S-Layer protein from Lysinibacillus sphaericus JG-A12 as matrix for Au-III sorption and Au-nanoparticle formation

The strain Lysinibacillus sphaericus JG-A12, isolated from the uranium mining site at Haberland. Saxony (Germany) selectively and reversibly accumulates radionuclides and toxic metals. Metal binding occurs to its surface layer (S-layer) surrounding the cells. Here, we have studied by Fourier-transform infrared (FTIR) spectroscopy the protein structure and stability as a function of Au-III binding and the subsequent reductively induced formation of Au-nanoclusters.
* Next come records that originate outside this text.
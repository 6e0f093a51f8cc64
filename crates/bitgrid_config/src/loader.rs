//! Configuration file loading and validation.

use crate::error::ConfigError;
use crate::types::ProjectConfig;
use std::path::Path;

/// Name of the configuration file looked up in a project directory.
pub const CONFIG_FILE_NAME: &str = "bitgrid.toml";

/// Loads `<project_dir>/bitgrid.toml`, falling back to defaults when absent.
pub fn load_config(project_dir: &Path) -> Result<ProjectConfig, ConfigError> {
    let config_path = project_dir.join(CONFIG_FILE_NAME);
    if !config_path.is_file() {
        return Ok(ProjectConfig::default());
    }
    let content = std::fs::read_to_string(&config_path)?;
    load_config_from_str(&content)
}

/// Parses and validates a configuration from a string.
pub fn load_config_from_str(content: &str) -> Result<ProjectConfig, ConfigError> {
    let config: ProjectConfig = toml::from_str(content)?;
    validate_config(&config)?;
    Ok(config)
}

/// Wire prefixes end up as signal names, so they must be plain identifiers.
fn validate_config(config: &ProjectConfig) -> Result<(), ConfigError> {
    let prefix = &config.lowering.wire_prefix;
    let invalid = |reason: String| ConfigError::Invalid {
        key: "lowering.wire_prefix",
        reason,
    };
    let mut chars = prefix.chars();
    match chars.next() {
        None => return Err(invalid("must not be empty".to_string())),
        Some(c) if !(c.is_ascii_alphabetic() || c == '_') => {
            return Err(invalid(format!("'{prefix}' must start with a letter or '_'")))
        }
        _ => {}
    }
    if !chars.all(|c| c.is_ascii_alphanumeric() || c == '_') {
        return Err(invalid(format!(
            "'{prefix}' may only contain letters, digits and '_'"
        )));
    }
    Ok(())
}
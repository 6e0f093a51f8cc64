//! Implicit conversion of IR values into arrays.

use crate::array::NdArray;
use crate::error::NdResult;
use bitgrid_ir::{ModuleBuilder, Value};

/// Anything that can stand in for an array operand.
pub trait ArrayLike {
    /// Returns the operand as an array, importing it if necessary.
    fn to_ndarray(&self, ir: &ModuleBuilder<'_>) -> NdResult<NdArray>;
}

impl ArrayLike for NdArray {
    fn to_ndarray(&self, _ir: &ModuleBuilder<'_>) -> NdResult<NdArray> {
        Ok(self.clone())
    }
}

impl ArrayLike for Value {
    fn to_ndarray(&self, ir: &ModuleBuilder<'_>) -> NdResult<NdArray> {
        NdArray::from_value(ir, *self)
    }
}

/// Array transformations applied directly to IR values.
///
/// Each method imports the value with [`NdArray::from_value`] first.
pub trait ArrayValueExt {
    /// See [`NdArray::transpose`].
    fn transpose(&self, ir: &ModuleBuilder<'_>, perm: &[usize]) -> NdResult<NdArray>;
    /// See [`NdArray::reshape`].
    fn reshape(&self, ir: &ModuleBuilder<'_>, shape: &[usize]) -> NdResult<NdArray>;
    /// See [`NdArray::roll`].
    fn roll(&self, ir: &ModuleBuilder<'_>, amount: isize, axis: Option<usize>) -> NdResult<NdArray>;
    /// See [`NdArray::concatenate`].
    fn concatenate(&self, ir: &ModuleBuilder<'_>, others: &[&dyn ArrayLike]) -> NdResult<NdArray>;
}

impl ArrayValueExt for Value {
    fn transpose(&self, ir: &ModuleBuilder<'_>, perm: &[usize]) -> NdResult<NdArray> {
        self.to_ndarray(ir)?.transpose(perm)
    }

    fn reshape(&self, ir: &ModuleBuilder<'_>, shape: &[usize]) -> NdResult<NdArray> {
        self.to_ndarray(ir)?.reshape(shape)
    }

    fn roll(&self, ir: &ModuleBuilder<'_>, amount: isize, axis: Option<usize>) -> NdResult<NdArray> {
        self.to_ndarray(ir)?.roll(amount, axis)
    }

    fn concatenate(&self, ir: &ModuleBuilder<'_>, others: &[&dyn ArrayLike]) -> NdResult<NdArray> {
        self.to_ndarray(ir)?.concatenate(ir, others)
    }
}

#[cfg(test)]
mod tests {
    use super::*;
    use crate::dtype::Dtype;
    use crate::error::NdError;
    use bitgrid_common::Interner;

    #[test]
    fn values_convert_through_from_value() {
        let interner = Interner::new();
        let mut ir = ModuleBuilder::new("m", &interner);
        let i8_ty = ir.types.bits(8);
        let arr_ty = ir.types.array(i8_ty, &[3]);
        let a = ir.input("a", arr_ty);
        let m = a.to_ndarray(&ir).unwrap();
        assert_eq!(m.shape(), &[3]);
        assert_eq!(m.dtype(), Dtype::I8);
    }

    #[test]
    fn extension_methods_import_first() {
        let interner = Interner::new();
        let mut ir = ModuleBuilder::new("m", &interner);
        let i8_ty = ir.types.bits(8);
        let grid_ty = ir.types.array(i8_ty, &[2, 3]);
        let a = ir.input("a", grid_ty);
        assert_eq!(a.transpose(&ir, &[1, 0]).unwrap().shape(), &[3, 2]);
        assert_eq!(a.reshape(&ir, &[6]).unwrap().shape(), &[6]);
        assert_eq!(a.roll(&ir, 1, Some(1)).unwrap().shape(), &[2, 3]);

        let flat_ty = ir.types.array(i8_ty, &[4]);
        let b = ir.input("b", flat_ty);
        let cat = a.concatenate(&ir, &[&b]).unwrap();
        assert_eq!(cat.shape(), &[10]);

        let i16_ty = ir.types.bits(16);
        let c = ir.input("c", i16_ty);
        assert!(matches!(
            a.concatenate(&ir, &[&c]),
            Err(NdError::DtypeMismatch { expected: 8, found: 16 })
        ));
    }
}
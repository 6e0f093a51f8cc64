//! Flat element storage shared by every view of an array.

use crate::dtype::Dtype;
use crate::error::{NdError, NdResult};
use crate::view::BitView;

/// How a value of some width is written into elements of a dtype.
#[derive(Debug, Clone, Copy, PartialEq, Eq)]
pub enum Coercion {
    /// The value is exactly one element.
    ExactWidth,
    /// 1-bit elements and a wider value: one bit per consecutive element.
    BitBlast,
    /// No coercion applies.
    Mismatch,
}

impl Coercion {
    /// Picks the coercion for writing a `value_width`-bit value into `dtype`.
    pub fn classify(value_width: u32, dtype: Dtype) -> Self {
        let w = dtype.width();
        if value_width == w {
            Coercion::ExactWidth
        } else if w == 1 && value_width > 1 {
            Coercion::BitBlast
        } else {
            Coercion::Mismatch
        }
    }
}

/// A stored element.
#[derive(Debug, Clone, Copy, PartialEq, Eq)]
pub enum Element {
    /// Written as a whole element.
    Whole(BitView),
    /// One bit of a wider value that was bit-blasted.
    Bit(BitView),
}

impl Element {
    /// The bits held by this element.
    pub fn view(&self) -> BitView {
        match self {
            Element::Whole(v) | Element::Bit(v) => *v,
        }
    }
}

/// Row-major element slots plus an optional import source.
///
/// An imported store answers reads for slots never written by slicing its
/// source. Every successful write bumps the revision so views can tell whether
/// a lowering is still current.
#[derive(Debug, Clone)]
pub struct ElementStore {
    dtype: Dtype,
    slots: Vec<Option<Element>>,
    import: Option<BitView>,
    revision: u64,
}

impl ElementStore {
    /// An empty store of `len` elements.
    pub fn new(len: usize, dtype: Dtype) -> Self {
        Self {
            dtype,
            slots: vec![None; len],
            import: None,
            revision: 0,
        }
    }

    /// A store whose elements are consecutive `dtype`-wide chunks of `source`,
    /// element 0 in the least significant bits.
    pub fn imported(source: BitView, dtype: Dtype) -> NdResult<Self> {
        let w = dtype.width();
        if source.width % w != 0 {
            return Err(NdError::Width(format!(
                "a {}-bit value does not split into {dtype} elements",
                source.width
            )));
        }
        let mut store = Self::new((source.width / w) as usize, dtype);
        store.import = Some(source);
        Ok(store)
    }

    /// Number of elements.
    pub fn len(&self) -> usize {
        self.slots.len()
    }

    /// True if the store holds no elements.
    pub fn is_empty(&self) -> bool {
        self.slots.is_empty()
    }

    /// The element type.
    pub fn dtype(&self) -> Dtype {
        self.dtype
    }

    /// Incremented on every write.
    pub fn revision(&self) -> u64 {
        self.revision
    }

    /// The element at `offset`, if any.
    pub fn element(&self, offset: usize) -> Option<Element> {
        match self.slots.get(offset)? {
            Some(el) => Some(*el),
            None => {
                let w = self.dtype.width();
                self.import
                    .map(|src| Element::Whole(src.sub(offset as u32 * w, w)))
            }
        }
    }

    /// The bits at `offset`, if set.
    pub fn get(&self, offset: usize) -> Option<BitView> {
        self.element(offset).map(|el| el.view())
    }

    /// True if `offset` holds a value.
    pub fn is_set(&self, offset: usize) -> bool {
        offset < self.len() && (self.import.is_some() || self.slots[offset].is_some())
    }

    /// Writes `value` at `offset`, bit-blasting across consecutive offsets
    /// when the elements are single bits and the value is wider.
    pub fn set(&mut self, offset: usize, value: BitView) -> NdResult<()> {
        let coercion = Coercion::classify(value.width, self.dtype);
        match coercion {
            Coercion::ExactWidth => {
                self.check_offset(offset)?;
                self.put(offset, Element::Whole(value));
            }
            Coercion::BitBlast => {
                let end = offset + value.width as usize;
                if end > self.len() {
                    return Err(NdError::Index(format!(
                        "bit-blasting {} bits at offset {offset} runs past {} elements",
                        value.width,
                        self.len()
                    )));
                }
                for (j, off) in (offset..end).enumerate() {
                    self.put(off, Element::Bit(value.bit(j as u32)));
                }
            }
            Coercion::Mismatch => return Err(self.mismatch(value.width, 1)),
        }
        self.revision += 1;
        log::trace!(
            "store write at offset {offset}: {} bits ({coercion:?})",
            value.width
        );
        Ok(())
    }

    /// Splits `value` into `offsets.len()` elements; chunk `k` (from the least
    /// significant end) goes to `offsets[k]`.
    pub fn set_range(&mut self, offsets: &[usize], value: BitView) -> NdResult<()> {
        let w = self.dtype.width();
        if value.width as usize != offsets.len() * w as usize {
            return Err(self.mismatch(value.width, offsets.len()));
        }
        for &off in offsets {
            self.check_offset(off)?;
        }
        for (k, &off) in offsets.iter().enumerate() {
            let chunk = value.sub(k as u32 * w, w);
            let element = if w == 1 && value.width > 1 {
                Element::Bit(chunk)
            } else {
                Element::Whole(chunk)
            };
            self.put(off, element);
        }
        self.revision += 1;
        log::trace!("store range write: {} offsets", offsets.len());
        Ok(())
    }

    /// Stores an element unchanged; used when copying between stores.
    pub(crate) fn put(&mut self, offset: usize, element: Element) {
        self.slots[offset] = Some(element);
    }

    /// The first of `offsets` that is unset.
    pub fn first_unset<I>(&self, offsets: I) -> Option<usize>
    where
        I: IntoIterator<Item = usize>,
    {
        offsets.into_iter().find(|&off| !self.is_set(off))
    }

    /// Number of set elements.
    pub fn populated_count(&self) -> usize {
        if self.import.is_some() {
            self.len()
        } else {
            self.slots.iter().filter(|s| s.is_some()).count()
        }
    }

    /// The import source, when no element has been overwritten since.
    pub fn pass_through(&self) -> Option<BitView> {
        self.import
            .filter(|_| self.slots.iter().all(Option::is_none))
    }

    fn check_offset(&self, offset: usize) -> NdResult<()> {
        if offset >= self.len() {
            return Err(NdError::Index(format!(
                "offset {offset} out of range for {} elements",
                self.len()
            )));
        }
        Ok(())
    }

    fn mismatch(&self, width: u32, elements: usize) -> NdError {
        NdError::Width(format!(
            "cannot store a {width}-bit value into {elements} {} element(s)",
            self.dtype
        ))
    }
}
Similar to previously studied complexes with Pd-II. Au-treated S-layers become resistant to acid denaturation evidenced by little response of their amide I absorption frequency. However, the strong effect of Pd-II on the side chain carboxylate IR absorption intensity is not observed with gold. Particularly after reduction, the carboxyl absorption responds little to acidification and a fraction appears to be protonated already at neutral pH. We ascribe this to a hydrophobic environment of the carboxyl groups after formation of Au-nanoclusters. EXAFS spectra agree with the metallic Au-Au distance but the reduced coordination number indicates that the Au-nanoclusters do not exceed similar to 2 nm. Thus, the S-layer of L. sphaericus JG-A12 provides a biotemplate for efficient Au-nanocluster formation in an acid-resistant matrix and independently of cysteins.